== Work instructions ==
Using the records that follow, count the lines containing the word "plurals" and give that number only.

========================

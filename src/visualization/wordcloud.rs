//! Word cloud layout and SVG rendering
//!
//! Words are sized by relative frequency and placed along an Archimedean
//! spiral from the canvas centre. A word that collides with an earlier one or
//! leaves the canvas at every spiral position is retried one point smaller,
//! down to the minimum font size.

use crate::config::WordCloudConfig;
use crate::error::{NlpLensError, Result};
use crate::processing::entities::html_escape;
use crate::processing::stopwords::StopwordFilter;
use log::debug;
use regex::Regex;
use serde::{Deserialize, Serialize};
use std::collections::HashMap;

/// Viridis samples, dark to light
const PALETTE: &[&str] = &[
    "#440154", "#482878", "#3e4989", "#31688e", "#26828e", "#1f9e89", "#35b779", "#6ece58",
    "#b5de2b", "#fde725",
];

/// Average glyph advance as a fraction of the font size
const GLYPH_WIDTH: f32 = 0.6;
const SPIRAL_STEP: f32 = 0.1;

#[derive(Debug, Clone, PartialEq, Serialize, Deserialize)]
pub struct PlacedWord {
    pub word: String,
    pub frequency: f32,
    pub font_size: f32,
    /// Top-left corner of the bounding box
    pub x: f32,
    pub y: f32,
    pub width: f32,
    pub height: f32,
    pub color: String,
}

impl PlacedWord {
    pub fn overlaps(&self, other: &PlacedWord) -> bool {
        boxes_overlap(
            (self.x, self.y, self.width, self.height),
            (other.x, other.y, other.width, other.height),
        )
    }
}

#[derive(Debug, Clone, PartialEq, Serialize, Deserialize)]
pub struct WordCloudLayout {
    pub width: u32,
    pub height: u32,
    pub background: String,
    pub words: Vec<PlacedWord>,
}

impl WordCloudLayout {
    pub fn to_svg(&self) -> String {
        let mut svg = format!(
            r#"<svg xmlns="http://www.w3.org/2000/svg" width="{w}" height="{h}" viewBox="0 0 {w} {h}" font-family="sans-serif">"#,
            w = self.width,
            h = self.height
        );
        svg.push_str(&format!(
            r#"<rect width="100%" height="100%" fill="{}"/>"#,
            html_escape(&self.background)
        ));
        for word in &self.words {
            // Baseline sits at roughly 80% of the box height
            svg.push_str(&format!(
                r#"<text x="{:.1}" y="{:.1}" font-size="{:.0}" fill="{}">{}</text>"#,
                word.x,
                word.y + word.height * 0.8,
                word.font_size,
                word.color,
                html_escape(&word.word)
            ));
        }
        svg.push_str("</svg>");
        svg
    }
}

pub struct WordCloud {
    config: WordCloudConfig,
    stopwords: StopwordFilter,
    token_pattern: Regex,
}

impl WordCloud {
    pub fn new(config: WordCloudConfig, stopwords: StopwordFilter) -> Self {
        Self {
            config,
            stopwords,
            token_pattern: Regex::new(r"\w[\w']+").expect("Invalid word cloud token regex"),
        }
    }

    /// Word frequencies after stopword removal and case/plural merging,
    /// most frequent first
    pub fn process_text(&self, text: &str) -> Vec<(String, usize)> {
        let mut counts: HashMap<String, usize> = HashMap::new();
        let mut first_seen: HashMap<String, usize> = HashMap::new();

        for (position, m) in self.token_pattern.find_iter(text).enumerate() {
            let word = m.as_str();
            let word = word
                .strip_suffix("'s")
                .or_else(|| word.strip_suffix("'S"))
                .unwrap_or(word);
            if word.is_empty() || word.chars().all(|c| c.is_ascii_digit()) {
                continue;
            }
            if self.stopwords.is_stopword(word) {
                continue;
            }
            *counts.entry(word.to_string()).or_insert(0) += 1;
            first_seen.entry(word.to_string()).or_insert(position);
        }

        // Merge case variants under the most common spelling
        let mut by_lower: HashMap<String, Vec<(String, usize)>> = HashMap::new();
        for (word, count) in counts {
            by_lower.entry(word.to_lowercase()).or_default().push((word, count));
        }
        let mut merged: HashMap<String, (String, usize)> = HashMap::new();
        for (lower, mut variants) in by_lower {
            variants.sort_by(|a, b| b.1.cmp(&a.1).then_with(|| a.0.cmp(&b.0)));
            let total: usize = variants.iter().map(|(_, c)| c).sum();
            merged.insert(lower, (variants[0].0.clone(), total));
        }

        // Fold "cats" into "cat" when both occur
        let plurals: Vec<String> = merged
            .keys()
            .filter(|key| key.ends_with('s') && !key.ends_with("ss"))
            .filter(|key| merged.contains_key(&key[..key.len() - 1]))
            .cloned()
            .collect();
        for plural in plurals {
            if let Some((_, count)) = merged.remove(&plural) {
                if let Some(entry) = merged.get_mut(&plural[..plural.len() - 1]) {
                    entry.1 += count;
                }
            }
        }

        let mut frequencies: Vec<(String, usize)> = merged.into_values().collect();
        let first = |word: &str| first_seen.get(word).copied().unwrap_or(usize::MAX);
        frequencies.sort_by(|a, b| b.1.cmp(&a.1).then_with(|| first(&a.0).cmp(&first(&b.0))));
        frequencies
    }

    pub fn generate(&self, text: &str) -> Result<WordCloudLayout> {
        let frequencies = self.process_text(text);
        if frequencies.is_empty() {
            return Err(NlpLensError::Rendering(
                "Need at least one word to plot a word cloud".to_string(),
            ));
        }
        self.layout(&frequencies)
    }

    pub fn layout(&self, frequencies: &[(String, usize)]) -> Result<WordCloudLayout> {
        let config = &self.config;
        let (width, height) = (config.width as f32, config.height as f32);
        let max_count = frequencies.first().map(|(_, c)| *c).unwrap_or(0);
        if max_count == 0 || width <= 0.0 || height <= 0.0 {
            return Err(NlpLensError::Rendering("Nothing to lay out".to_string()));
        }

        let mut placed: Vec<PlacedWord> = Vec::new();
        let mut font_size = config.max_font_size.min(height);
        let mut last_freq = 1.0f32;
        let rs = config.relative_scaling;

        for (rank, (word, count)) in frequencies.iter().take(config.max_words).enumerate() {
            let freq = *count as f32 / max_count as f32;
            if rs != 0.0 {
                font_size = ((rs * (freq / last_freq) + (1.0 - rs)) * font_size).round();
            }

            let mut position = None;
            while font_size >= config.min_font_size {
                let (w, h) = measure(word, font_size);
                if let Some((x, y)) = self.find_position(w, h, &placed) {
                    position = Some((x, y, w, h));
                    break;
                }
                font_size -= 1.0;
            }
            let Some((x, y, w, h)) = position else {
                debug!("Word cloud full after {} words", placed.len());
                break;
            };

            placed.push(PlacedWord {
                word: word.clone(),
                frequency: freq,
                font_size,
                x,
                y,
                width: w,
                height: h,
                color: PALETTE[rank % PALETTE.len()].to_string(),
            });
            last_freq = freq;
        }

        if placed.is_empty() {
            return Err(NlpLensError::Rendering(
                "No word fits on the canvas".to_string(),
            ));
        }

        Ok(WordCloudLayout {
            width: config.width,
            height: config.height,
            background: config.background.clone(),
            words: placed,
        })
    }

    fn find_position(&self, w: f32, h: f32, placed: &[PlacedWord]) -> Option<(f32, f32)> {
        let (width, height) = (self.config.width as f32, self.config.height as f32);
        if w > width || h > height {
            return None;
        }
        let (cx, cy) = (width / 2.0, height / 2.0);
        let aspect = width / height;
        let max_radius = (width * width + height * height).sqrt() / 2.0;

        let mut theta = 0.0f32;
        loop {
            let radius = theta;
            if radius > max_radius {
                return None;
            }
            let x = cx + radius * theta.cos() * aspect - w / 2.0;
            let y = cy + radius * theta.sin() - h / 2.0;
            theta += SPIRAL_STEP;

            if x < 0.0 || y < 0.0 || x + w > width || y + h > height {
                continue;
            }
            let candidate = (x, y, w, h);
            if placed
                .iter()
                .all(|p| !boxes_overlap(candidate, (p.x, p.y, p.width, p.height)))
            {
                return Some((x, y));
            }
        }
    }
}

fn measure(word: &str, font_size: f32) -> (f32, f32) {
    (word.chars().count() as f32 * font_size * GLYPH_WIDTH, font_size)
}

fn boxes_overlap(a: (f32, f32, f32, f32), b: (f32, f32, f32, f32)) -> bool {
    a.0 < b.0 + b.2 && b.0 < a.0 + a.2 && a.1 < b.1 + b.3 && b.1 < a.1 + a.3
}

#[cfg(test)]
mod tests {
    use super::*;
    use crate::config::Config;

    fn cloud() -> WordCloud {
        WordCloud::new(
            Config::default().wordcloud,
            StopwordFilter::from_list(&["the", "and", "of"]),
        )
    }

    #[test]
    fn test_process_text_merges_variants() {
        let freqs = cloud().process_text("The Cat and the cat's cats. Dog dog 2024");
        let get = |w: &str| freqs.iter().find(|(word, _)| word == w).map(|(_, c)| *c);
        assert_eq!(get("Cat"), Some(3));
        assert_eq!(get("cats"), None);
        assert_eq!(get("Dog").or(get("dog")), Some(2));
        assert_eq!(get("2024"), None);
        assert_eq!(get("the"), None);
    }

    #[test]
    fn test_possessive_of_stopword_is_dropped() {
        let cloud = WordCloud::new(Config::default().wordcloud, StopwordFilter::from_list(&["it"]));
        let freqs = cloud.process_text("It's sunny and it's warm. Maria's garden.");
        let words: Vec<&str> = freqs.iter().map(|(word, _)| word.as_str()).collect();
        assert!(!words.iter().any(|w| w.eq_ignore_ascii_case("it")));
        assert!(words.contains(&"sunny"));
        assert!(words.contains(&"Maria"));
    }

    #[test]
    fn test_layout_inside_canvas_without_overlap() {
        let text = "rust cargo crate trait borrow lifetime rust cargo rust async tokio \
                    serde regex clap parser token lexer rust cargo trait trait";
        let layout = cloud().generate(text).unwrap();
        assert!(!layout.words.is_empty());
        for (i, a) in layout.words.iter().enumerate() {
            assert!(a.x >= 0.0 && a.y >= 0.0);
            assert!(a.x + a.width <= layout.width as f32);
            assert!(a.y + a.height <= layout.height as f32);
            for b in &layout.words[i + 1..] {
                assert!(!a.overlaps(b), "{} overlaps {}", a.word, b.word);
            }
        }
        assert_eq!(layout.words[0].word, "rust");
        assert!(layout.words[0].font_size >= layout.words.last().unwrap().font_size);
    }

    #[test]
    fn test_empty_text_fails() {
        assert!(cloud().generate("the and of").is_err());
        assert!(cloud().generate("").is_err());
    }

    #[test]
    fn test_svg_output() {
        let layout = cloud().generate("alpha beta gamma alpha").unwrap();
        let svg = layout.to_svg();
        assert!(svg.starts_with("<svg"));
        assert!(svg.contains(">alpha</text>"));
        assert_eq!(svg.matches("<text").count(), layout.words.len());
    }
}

========================

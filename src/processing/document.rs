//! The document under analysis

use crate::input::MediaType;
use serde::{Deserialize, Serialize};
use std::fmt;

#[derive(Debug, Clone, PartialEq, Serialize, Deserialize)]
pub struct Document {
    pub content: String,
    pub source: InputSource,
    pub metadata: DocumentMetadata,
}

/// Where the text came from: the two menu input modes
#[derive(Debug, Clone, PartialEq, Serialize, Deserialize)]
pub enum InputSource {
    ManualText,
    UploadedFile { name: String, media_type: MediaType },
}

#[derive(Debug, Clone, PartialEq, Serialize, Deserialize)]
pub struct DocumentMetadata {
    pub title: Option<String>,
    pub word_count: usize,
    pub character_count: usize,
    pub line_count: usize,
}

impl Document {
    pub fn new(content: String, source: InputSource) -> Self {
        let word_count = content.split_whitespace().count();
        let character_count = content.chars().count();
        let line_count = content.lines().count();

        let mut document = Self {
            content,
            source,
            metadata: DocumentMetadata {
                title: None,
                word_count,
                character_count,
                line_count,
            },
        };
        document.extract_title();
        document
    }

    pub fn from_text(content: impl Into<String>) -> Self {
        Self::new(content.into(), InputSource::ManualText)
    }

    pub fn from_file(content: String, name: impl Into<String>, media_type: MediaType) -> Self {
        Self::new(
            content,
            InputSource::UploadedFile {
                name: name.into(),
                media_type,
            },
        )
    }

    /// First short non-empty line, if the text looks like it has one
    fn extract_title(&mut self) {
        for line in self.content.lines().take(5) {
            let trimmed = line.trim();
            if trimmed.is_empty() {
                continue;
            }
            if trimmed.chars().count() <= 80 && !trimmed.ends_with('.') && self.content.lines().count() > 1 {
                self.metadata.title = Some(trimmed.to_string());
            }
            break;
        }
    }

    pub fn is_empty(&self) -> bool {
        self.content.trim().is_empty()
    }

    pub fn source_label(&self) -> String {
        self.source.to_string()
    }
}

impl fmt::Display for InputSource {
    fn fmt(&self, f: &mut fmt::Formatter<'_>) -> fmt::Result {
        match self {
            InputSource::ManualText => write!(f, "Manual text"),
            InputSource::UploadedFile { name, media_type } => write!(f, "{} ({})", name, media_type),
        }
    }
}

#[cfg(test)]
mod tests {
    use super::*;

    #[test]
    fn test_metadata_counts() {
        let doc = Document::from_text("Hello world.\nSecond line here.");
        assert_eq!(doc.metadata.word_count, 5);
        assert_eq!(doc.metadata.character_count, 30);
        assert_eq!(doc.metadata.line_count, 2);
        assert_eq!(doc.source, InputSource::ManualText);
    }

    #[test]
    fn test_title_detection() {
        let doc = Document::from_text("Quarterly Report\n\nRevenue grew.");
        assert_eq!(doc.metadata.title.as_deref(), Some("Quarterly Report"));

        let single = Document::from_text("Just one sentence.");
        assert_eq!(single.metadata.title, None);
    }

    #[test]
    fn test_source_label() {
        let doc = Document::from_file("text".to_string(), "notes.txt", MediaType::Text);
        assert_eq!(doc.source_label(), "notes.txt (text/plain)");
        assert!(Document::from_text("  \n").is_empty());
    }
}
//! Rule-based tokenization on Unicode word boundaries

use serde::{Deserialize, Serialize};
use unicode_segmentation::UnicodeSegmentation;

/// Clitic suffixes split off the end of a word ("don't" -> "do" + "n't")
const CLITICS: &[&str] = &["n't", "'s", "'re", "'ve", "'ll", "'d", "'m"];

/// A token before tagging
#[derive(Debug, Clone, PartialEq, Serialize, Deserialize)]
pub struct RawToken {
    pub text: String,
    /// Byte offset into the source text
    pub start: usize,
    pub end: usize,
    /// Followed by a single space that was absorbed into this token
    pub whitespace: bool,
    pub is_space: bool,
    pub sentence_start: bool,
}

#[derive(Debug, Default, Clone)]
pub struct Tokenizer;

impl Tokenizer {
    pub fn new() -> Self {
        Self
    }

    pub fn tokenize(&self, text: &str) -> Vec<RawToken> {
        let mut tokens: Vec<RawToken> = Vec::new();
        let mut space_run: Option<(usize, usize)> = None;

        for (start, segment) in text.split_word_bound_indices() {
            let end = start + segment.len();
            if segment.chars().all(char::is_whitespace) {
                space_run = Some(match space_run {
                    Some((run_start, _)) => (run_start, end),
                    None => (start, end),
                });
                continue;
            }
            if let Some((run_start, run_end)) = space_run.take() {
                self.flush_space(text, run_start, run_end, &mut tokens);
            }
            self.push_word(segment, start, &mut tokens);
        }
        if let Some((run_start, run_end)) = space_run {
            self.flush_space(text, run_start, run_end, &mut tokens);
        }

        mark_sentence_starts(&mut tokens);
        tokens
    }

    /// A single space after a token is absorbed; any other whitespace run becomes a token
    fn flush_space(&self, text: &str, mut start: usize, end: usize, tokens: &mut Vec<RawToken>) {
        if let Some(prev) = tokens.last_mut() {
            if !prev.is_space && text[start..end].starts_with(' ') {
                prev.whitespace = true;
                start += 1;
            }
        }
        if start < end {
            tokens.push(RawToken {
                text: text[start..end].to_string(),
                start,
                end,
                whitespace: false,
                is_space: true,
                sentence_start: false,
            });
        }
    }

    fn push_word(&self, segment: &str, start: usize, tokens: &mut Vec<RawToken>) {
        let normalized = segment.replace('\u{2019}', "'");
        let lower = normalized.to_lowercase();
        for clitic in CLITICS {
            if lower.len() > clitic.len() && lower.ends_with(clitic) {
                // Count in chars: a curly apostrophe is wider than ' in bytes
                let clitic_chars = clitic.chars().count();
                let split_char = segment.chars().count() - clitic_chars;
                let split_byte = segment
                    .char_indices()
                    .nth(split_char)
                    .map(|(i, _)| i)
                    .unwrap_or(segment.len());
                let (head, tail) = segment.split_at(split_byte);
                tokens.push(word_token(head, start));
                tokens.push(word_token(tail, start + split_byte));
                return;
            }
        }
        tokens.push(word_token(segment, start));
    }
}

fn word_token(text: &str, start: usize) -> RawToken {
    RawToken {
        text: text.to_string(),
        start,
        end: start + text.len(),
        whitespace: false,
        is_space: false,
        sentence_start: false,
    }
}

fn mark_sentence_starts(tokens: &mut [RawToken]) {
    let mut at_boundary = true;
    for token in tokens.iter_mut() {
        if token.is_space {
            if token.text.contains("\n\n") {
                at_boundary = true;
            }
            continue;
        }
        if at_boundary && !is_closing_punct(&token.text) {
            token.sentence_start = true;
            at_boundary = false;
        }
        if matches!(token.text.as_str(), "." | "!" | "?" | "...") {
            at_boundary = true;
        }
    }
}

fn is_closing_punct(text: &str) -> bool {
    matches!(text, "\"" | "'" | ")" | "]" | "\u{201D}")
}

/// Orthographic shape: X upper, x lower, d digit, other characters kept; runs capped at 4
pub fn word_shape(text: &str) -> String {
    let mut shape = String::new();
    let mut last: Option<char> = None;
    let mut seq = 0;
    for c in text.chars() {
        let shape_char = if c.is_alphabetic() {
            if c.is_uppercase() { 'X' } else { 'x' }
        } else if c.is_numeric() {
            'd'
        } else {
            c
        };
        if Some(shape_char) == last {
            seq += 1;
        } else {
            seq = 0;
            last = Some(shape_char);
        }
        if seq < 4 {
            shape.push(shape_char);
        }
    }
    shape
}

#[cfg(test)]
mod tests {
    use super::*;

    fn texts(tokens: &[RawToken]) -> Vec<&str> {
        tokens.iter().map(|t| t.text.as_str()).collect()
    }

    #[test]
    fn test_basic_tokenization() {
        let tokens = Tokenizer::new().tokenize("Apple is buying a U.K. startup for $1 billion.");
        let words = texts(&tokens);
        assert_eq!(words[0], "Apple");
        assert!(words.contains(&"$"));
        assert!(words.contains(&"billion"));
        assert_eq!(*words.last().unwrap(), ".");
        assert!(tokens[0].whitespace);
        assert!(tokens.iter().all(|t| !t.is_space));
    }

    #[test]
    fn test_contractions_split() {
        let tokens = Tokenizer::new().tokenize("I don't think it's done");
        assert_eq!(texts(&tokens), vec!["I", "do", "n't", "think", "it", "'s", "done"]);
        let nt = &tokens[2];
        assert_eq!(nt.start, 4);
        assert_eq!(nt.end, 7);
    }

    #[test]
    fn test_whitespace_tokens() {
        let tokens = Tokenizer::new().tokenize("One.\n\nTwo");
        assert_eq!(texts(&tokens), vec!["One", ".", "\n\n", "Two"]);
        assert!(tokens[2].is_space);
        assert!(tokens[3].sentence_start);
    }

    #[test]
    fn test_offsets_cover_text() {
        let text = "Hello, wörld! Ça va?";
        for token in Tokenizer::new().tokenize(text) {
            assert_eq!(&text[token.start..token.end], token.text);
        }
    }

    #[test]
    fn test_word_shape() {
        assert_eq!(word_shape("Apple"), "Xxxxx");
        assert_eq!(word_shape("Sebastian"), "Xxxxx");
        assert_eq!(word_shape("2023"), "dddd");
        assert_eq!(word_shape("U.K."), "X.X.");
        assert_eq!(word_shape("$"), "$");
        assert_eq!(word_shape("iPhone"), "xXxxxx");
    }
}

========================

== Exercise output ==
2